Interview droht zu scheitern
Das Gespräch zwischen dem Nationalrat und der Finanzdirektorin hat deshalb Konfliktpotenzial. Nach drei einleitenden Fragen streiten sich die Kontrahenten eine Stunde lang. Wahrscheinlich hätten sie noch drei Stunden länger diskutiert.
Nach dem Gespräch geht der Streit aber erst richtig los. Als wir Herzog und Jans die schriftliche Version des Interviews zum Gegenlesen zuschicken, droht die Publikation zu scheitern.
Eva Herzog und Beat Jans sind entzweit – politisch und kollegial. (Bild: Alexander Preobrajenski)
Die Situation eskaliert, weil Herzog das Interview nachträglich zurückziehen will. Mit der Begründung: Jans habe das Gespräch initiiert, es sei deshalb von vornherein gesteuert gewesen. Ausserdem hätten die Journalisten zentrale Elemente der Reform ausgeklammert.
Jans weist den Vorwurf der Manipulation von sich. Er schreibt, es sei richtig, dass er einen Input zur Unternehmenssteuerreform gab. Allerdings war es die TagesWoche, die die Idee zu einem Doppelinterview hatte.

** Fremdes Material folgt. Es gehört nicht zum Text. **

//! Card slide animation.

use log::trace;

use crate::board::Board;
use crate::core::{EngineConfig, Point};
use crate::motion::{Motion, Surface};
use crate::stack::{StackId, StackView};

/// Slides the top `count` display cards of one stack onto another.
///
/// The step per frame is derived once in `init` from the straight-line
/// distance, so the slide lasts `distance / speed` seconds whatever the
/// distance.
#[derive(Debug)]
pub struct SlideMotion {
    src: StackId,
    dst: StackId,
    count: usize,
    speed: f64,
    fps: f64,
    floating: Option<StackView>,
    x: f64,
    y: f64,
    step_x: f64,
    step_y: f64,
    updates_to_reach: f64,
    done: bool,
}

impl SlideMotion {
    #[must_use]
    pub fn new(src: StackId, dst: StackId, count: usize, config: &EngineConfig) -> Self {
        Self {
            src,
            dst,
            count,
            speed: config.slide_speed,
            fps: f64::from(config.fps),
            floating: None,
            x: 0.0,
            y: 0.0,
            step_x: 0.0,
            step_y: 0.0,
            updates_to_reach: 0.0,
            done: false,
        }
    }

    /// Frames left before the cards land.
    #[must_use]
    pub fn updates_to_reach(&self) -> f64 {
        self.updates_to_reach
    }

    /// The cards in flight, once started.
    #[must_use]
    pub fn floating(&self) -> Option<&StackView> {
        self.floating.as_ref()
    }
}

impl Motion for SlideMotion {
    fn init(&mut self, board: &mut Board) {
        let table = board.table_mut();
        let from = table.view_mut(self.src);
        if from.len() < self.count {
            trace!(
                "slide from {} expects {} cards, display holds {}",
                self.src,
                self.count,
                from.len()
            );
            self.done = true;
            return;
        }

        let start = from.len() - self.count;
        let mut floating = StackView::new(0.5, 0.5, from.is_spread(), from.metrics());
        floating.translate_to(from, start);
        floating.cards = from.cards.split_off(start);
        floating.update_bounds();
        from.update_bounds();

        let origin = floating.position();
        let to = table.view_mut(self.dst);
        let target = to.card_pos(to.len());

        self.x = f64::from(origin.x);
        self.y = f64::from(origin.y);
        let dist_x = f64::from(target.x - origin.x);
        let dist_y = f64::from(target.y - origin.y);
        let dist = dist_x.hypot(dist_y);
        if dist > 0.0 {
            let per_frame = self.speed / self.fps;
            self.step_x = dist_x / dist * per_frame;
            self.step_y = dist_y / dist * per_frame;
        }
        self.updates_to_reach = dist / self.speed * self.fps;
        self.floating = Some(floating);
    }

    fn update_frame(&mut self, board: &mut Board) {
        if self.done {
            return;
        }
        self.updates_to_reach -= 1.0;
        if self.updates_to_reach <= 0.0 {
            if let Some(floating) = self.floating.take() {
                let to = board.table_mut().view_mut(self.dst);
                to.cards.append(floating.cards);
            }
            self.done = true;
        } else if let Some(floating) = self.floating.as_mut() {
            self.x += self.step_x;
            self.y += self.step_y;
            floating.set_position(Point::new(self.x as i32, self.y as i32));
        }
    }

    fn draw(&self, surface: &mut dyn Surface) {
        if let (false, Some(floating)) = (self.done, self.floating.as_ref()) {
            surface.draw_stack(floating, true);
        }
    }

    fn is_done(&self) -> bool {
        self.done
    }
}

#[cfg(test)]
mod tests {
    use super::*;
    use crate::core::Deck;
    use crate::motion::InstantDriver;
    use crate::motion::MotionDriver;

    fn board() -> (Board, StackId, StackId) {
        let mut board = Board::new(EngineConfig::default().with_seed(3)).unwrap();
        let a = board.add_stack(0.1, 0.5, false);
        let b = board.add_stack(0.9, 0.5, false);
        board.update_screen_size(1000, 600).unwrap();
        board.table_mut().load(a, Deck::standard()).unwrap();
        board.flush(&mut InstantDriver);
        (board, a, b)
    }

    #[test]
    fn test_slide_lands_cards() {
        let (mut board, a, b) = board();
        let mut slide = SlideMotion::new(a, b, 3, &EngineConfig::default());
        InstantDriver.play(&mut slide, &mut board);

        assert!(slide.is_done());
        assert_eq!(board.table().stack(a).unwrap().view().len(), 49);
        assert_eq!(board.table().stack(b).unwrap().view().len(), 3);
    }

    #[test]
    fn test_duration_proportional_to_distance() {
        let (mut board, a, b) = board();
        let config = EngineConfig::default();
        let mut slide = SlideMotion::new(a, b, 1, &config);
        slide.init(&mut board);

        // 800 px at 3000 px/s and 24 fps
        let expected = 800.0 / 3000.0 * 24.0;
        assert!((slide.updates_to_reach() - expected).abs() < 1e-9);

        let mut slow = SlideMotion::new(b, a, 1, &config.clone().with_slide_speed(1500.0));
        board.table_mut().view_mut(b).cards.push_back(crate::core::Card::from_index(0, true));
        slow.init(&mut board);
        assert!((slow.updates_to_reach() - 2.0 * expected).abs() < 1e-9);
    }

    #[test]
    fn test_missing_cards_finish_quietly() {
        let (mut board, a, b) = board();
        let mut slide = SlideMotion::new(b, a, 2, &EngineConfig::default());
        slide.init(&mut board);
        assert!(slide.is_done());
        assert!(slide.floating().is_none());
        assert_eq!(board.table().stack(a).unwrap().view().len(), 52);
    }

    #[test]
    fn test_zero_distance() {
        let (mut board, a, _) = board();
        let mut slide = SlideMotion::new(a, a, 1, &EngineConfig::default());
        slide.init(&mut board);
        slide.update_frame(&mut board);
        assert!(slide.is_done());
        assert_eq!(board.table().stack(a).unwrap().view().len(), 52);
    }
}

Dass eine interviewte Person ihr Gespräch komplett zurückziehen will, geschieht fast nie. Üblich ist, dass Interviewpartner ihre Aussagen in schriftlicher Form überprüfen und offensichtliche Fehler oder Missverständnisse korrigieren können. Die TagesWoche will das schriftliche Interview deshalb publizieren – mit wenigen Änderungen und einer eingefügten Frage, die laut Herzog fehlte.
«Noch nie so etwas erlebt»
Es folgen weitere E-Mails und Telefonate. Die Vorwürfe der Vorsteherin des Basler Finanzdepartements werden schärfer. Jans verdrehe Fakten, die TagesWoche würde diese nicht korrigieren. Am Ende gibt sie grünes Licht für die Publikation einer Version mit inhaltlichen Ergänzungen.
Für Jans wiederum ist die neue Version nicht akzeptabel. Er sagt, so etwas habe er bei einem Doppelinterview noch nie erlebt, und macht sich daran, die neuen Passagen von Herzog richtigzustellen. Das wiederum kommt bei Herzog nicht gut an – ein Streitgespräch mit Jans sei unmöglich. Die TagesWoche kommt zum Schluss, dass eine Publikation unter diesen Umständen keinen Sinn macht.
Da sich die Interviewpartner nicht auf eine Version einigen können, stellt die TagesWoche das komplette Interview als Video online. So können sich die Nutzer selbst ein Bild vom Streitgespräch machen.
Der Streit zwischen Herzog und Jans wird wohl weitergehen. Am 14. Dezember werden sie vor den Basler SP-Delegierten ihre Positionen erklären. Weiterer Zündstoff ist programmiert. Die beiden sind entzweit, politisch und kollegial – zumindest bis zum Abstimmungstermin am 12. Februar.